Listen to ‘In Kampf’:
And yet somehow, I find these songs irresistible. Why? The glimpse into an era of Jewish history rich and complex enough to be romanticized offers more than just anthropological appeal. It is a raw, pulsing, beating Jewish culture full of life, ideals, danger, humor and crassness all meshed into one. People believed in something. This is much more exciting than the assimilated, all-too-stable life that characterizes much of contemporary Jewish art. Kahn is reminding us of the roots that aren’t even that deep in the ground — echoes of our national unconscious that have what to offer those who hear them. Kahn attempts to pick up exactly at the place where things went wrong for Jewish art, offering a new route instead.

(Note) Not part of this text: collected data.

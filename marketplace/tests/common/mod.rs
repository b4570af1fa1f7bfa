// tests/common/mod.rs
#![allow(dead_code)]

use chrono::{DateTime, NaiveTime, TimeZone, Utc};
use once_cell::sync::Lazy;
use serde_json::{json, Value as JsonValue};
use stall_market::clock::{Clock, FixedClock};
use stall_market::config::AppConfig;
use stall_market::errors::AppError;
use stall_market::models::{
  CartItemInput, CheckoutRequest, Listing, ListingMarket, ListingStatus, MarketBoxItemInput, MarketBoxOffering,
  MarketSchedule, MarketType, Vertical, VerticalSettings,
};
use stall_market::pipelines::contexts::{CheckoutCtxData, CheckoutOutcome, WebhookCtxData};
use stall_market::pipelines::register_all_pipelines;
use stall_market::services::gateway::{signature_header, CheckoutSession};
use stall_market::services::notifier::LogNotifier;
use stall_market::services::payment_mock::MockGateway;
use stall_market::state::AppState;
use stall_market::store::InMemoryStore;
use stallflow::{ContextData, Registry};
use std::sync::Arc;
use tracing::Level;
use uuid::Uuid;

static TRACING_INIT: Lazy<()> = Lazy::new(|| {
  tracing_subscriber::fmt()
    .with_max_level(Level::DEBUG)
    .with_test_writer()
    .try_init()
    .ok();
});

pub fn setup_tracing() {
  Lazy::force(&TRACING_INIT);
}

/// Friday 2026-10-16 09:00 UTC. The seeded Saturday market opens at 08:00
/// tomorrow, so ordering is open until the 18h cutoff at 14:00 today.
pub fn friday_morning() -> DateTime<Utc> {
  Utc.with_ymd_and_hms(2026, 10, 16, 9, 0, 0).unwrap()
}

pub struct TestApp {
  pub state: AppState,
  pub store: Arc<InMemoryStore>,
  pub gateway: Arc<MockGateway>,
  pub notifier: Arc<LogNotifier>,
  pub clock: Arc<FixedClock>,
}

impl TestApp {
  pub fn new() -> Self {
    Self::with_config(AppConfig::default())
  }

  pub fn with_config(config: AppConfig) -> Self {
    setup_tracing();
    let config = Arc::new(config);
    let store = Arc::new(InMemoryStore::new());
    let gateway = Arc::new(MockGateway::new(
      &config.app_base_url,
      &config.stripe_webhook_secret,
      config.webhook_tolerance(),
    ));
    let notifier = Arc::new(LogNotifier::new());
    let clock = Arc::new(FixedClock::new(friday_morning()));
    let registry = Arc::new(Registry::<AppError>::new());

    let state = AppState {
      store: store.clone(),
      oracle: store.clone(),
      gateway: gateway.clone(),
      notifier: notifier.clone(),
      clock: clock.clone(),
      config,
      registry: registry.clone(),
    };
    register_all_pipelines(&registry, &state);

    store.put_vertical_settings(VerticalSettings {
      vertical: Vertical::FarmersMarket,
      minimum_order_cents: 1000,
      tips_enabled: true,
    });

    Self {
      state,
      store,
      gateway,
      notifier,
      clock,
    }
  }

  /// A published farmers-market listing sold at one Saturday market.
  pub fn seed_listing(&self, title: &str, price_cents: i64, stock: Option<i32>) -> Uuid {
    self.seed_listing_at(title, price_cents, stock, MarketType::Traditional)
  }

  pub fn seed_listing_at(&self, title: &str, price_cents: i64, stock: Option<i32>, market_type: MarketType) -> Uuid {
    let listing_id = Uuid::new_v4();
    self.store.put_listing(Listing {
      id: listing_id,
      vendor_profile_id: Uuid::new_v4(),
      vertical: Vertical::FarmersMarket,
      title: title.to_string(),
      price_cents,
      stock_quantity: stock,
      status: ListingStatus::Published,
    });
    let market_id = Uuid::new_v4();
    self.store.put_listing_market(
      listing_id,
      ListingMarket {
        market_id,
        market_name: "Riverside Saturday Market".to_string(),
        market_type,
        address: Some("12 Mill St".to_string()),
        cutoff_hours: None,
        schedules: vec![MarketSchedule {
          id: Uuid::new_v4(),
          market_id,
          day_of_week: 6,
          start_time: NaiveTime::from_hms_opt(8, 0, 0).unwrap(),
          end_time: NaiveTime::from_hms_opt(13, 0, 0).unwrap(),
          active: true,
        }],
      },
    );
    listing_id
  }

  pub fn seed_offering(&self, max_subscribers: Option<i32>) -> MarketBoxOffering {
    let offering = MarketBoxOffering {
      id: Uuid::new_v4(),
      vendor_profile_id: Uuid::new_v4(),
      vendor_user_id: Uuid::new_v4(),
      vertical: Vertical::FarmersMarket,
      name: "Harvest Box".to_string(),
      price_4week_cents: 4000,
      price_8week_cents: Some(7600),
      pickup_day_of_week: 6,
      pickup_start_time: NaiveTime::from_hms_opt(9, 0, 0).unwrap(),
      pickup_end_time: NaiveTime::from_hms_opt(12, 0, 0).unwrap(),
      market_id: Uuid::new_v4(),
      active: true,
      max_subscribers,
    };
    self.store.put_offering(offering.clone());
    offering
  }

  pub async fn checkout(&self, buyer_user_id: Uuid, request: CheckoutRequest) -> Result<CheckoutOutcome, AppError> {
    let ctx = ContextData::new(CheckoutCtxData::new(self.state.clone(), buyer_user_id, request));
    self.state.registry.run(ctx.clone()).await?;
    let outcome = ctx.read().outcome.clone();
    outcome.ok_or_else(|| AppError::Internal("no checkout outcome".to_string()))
  }

  /// Pays the session at the mock provider and delivers the signed
  /// `checkout.session.completed` event. Returns the webhook disposition.
  pub async fn pay_and_deliver(&self, session_id: &str) -> Result<(CheckoutSession, String), AppError> {
    let session = self.gateway.complete_session(session_id)?;
    let disposition = self.deliver_session_completed(&session).await?;
    Ok((session, disposition))
  }

  pub async fn deliver_session_completed(&self, session: &CheckoutSession) -> Result<String, AppError> {
    let object = serde_json::to_value(session).unwrap();
    self.deliver_event("checkout.session.completed", object).await
  }

  pub fn signed_event(&self, event_type: &str, object: JsonValue) -> (Vec<u8>, String) {
    let payload = serde_json::to_vec(&json!({
      "id": format!("evt_{}", Uuid::new_v4().simple()),
      "type": event_type,
      "data": { "object": object },
    }))
    .unwrap();
    let header = signature_header(self.gateway.webhook_secret(), self.clock.now().timestamp(), &payload).unwrap();
    (payload, header)
  }

  pub async fn deliver_event(&self, event_type: &str, object: JsonValue) -> Result<String, AppError> {
    let (payload, header) = self.signed_event(event_type, object);
    self.deliver_raw(payload, header).await
  }

  pub async fn deliver_raw(&self, payload: Vec<u8>, header: String) -> Result<String, AppError> {
    let ctx = ContextData::new(WebhookCtxData::new(self.state.clone(), payload, header));
    self.state.registry.run(ctx.clone()).await?;
    let disposition = ctx.read().disposition.clone();
    Ok(disposition.unwrap_or_default())
  }
}

pub fn item(listing_id: Uuid, quantity: i32) -> CartItemInput {
  CartItemInput {
    listing_id,
    quantity,
    market_id: None,
    schedule_id: None,
    pickup_date: None,
  }
}

pub fn cart(items: Vec<CartItemInput>) -> CheckoutRequest {
  CheckoutRequest {
    items,
    market_box_items: Vec::new(),
    vertical: Vertical::FarmersMarket,
    tip_amount_cents: None,
    tip_percentage: None,
  }
}

pub fn box_item(offering_id: Uuid, term_weeks: i32) -> MarketBoxItemInput {
  MarketBoxItemInput {
    offering_id,
    term_weeks,
    start_date: None,
  }
}

pub fn rejection_code(err: &AppError) -> Option<&'static str> {
  match err {
    AppError::Rejected(r) => Some(r.code.as_str()),
    _ => None,
  }
}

The sentiments of these Yiddish songs and the intimations of their contemporary relevance come to a crescendo in the album’s centerpiece, “Inner Emigration.” It is Kahn’s own song that tells a tale of withdrawal from surrounding society, tuning out its problems and suppressing their effect on one’s spirit. One verse is about a German Jewish woman who chose to stay in late 1930s Germany because of her cabaret career; another verse is about a Ukrainian Jew who let go of his aspirations in the face of danger: “What’s the bother finding a new nation? A border isn’t art, it’s just a frame / Just make a secret inner emigration. / The holy land and exile are the same.” Yet another verse is about an Israeli woman married to a Palestinian refugee: “She and he comprise a kind of nation, the kind we build inside when we’re alone. / But if they just make Inner Emigrations, / then they’ll only have a home when they’re at home.”
Listen to ‘Inner Emigration’:
It’s not easy to say where Kahn’s own home is. The frolicking “Klezmer Bund” (whose title puns on the name of the Jewish Socialist party) is a klezmer anthem that brings together multi-generational and international klezmer all-stars — Michael Alpert, Psoy Korolenko and The Klezmatiks’ Lorin Sklamberg among others — and points to a larger community Kahn is part of. Ultimately, though, this song’s jovial message doesn’t fully encompass the political essence of Kahn’s convictions. The tune’s “Bund” is purely musical. But the political messages of his songs, their relevance and resonance, is Kahn’s own quest, impressive yet quixotic. Whether or not it is a “lost cause” remains to be seen.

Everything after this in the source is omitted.